PROVIDED RECORDS START

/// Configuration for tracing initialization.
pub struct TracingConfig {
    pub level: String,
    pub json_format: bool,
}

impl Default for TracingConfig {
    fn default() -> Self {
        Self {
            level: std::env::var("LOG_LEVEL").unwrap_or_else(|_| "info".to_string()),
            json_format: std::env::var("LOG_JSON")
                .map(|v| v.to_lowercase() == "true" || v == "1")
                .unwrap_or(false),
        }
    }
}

PROVIDED RECORDS END

EXERCISE INSTRUCTIONS:
In the entries above, find each line with the word "TracingConfig" and copy it.

FINAL ANSWER:
pub struct TracingConfig {
impl Default for TracingConfig {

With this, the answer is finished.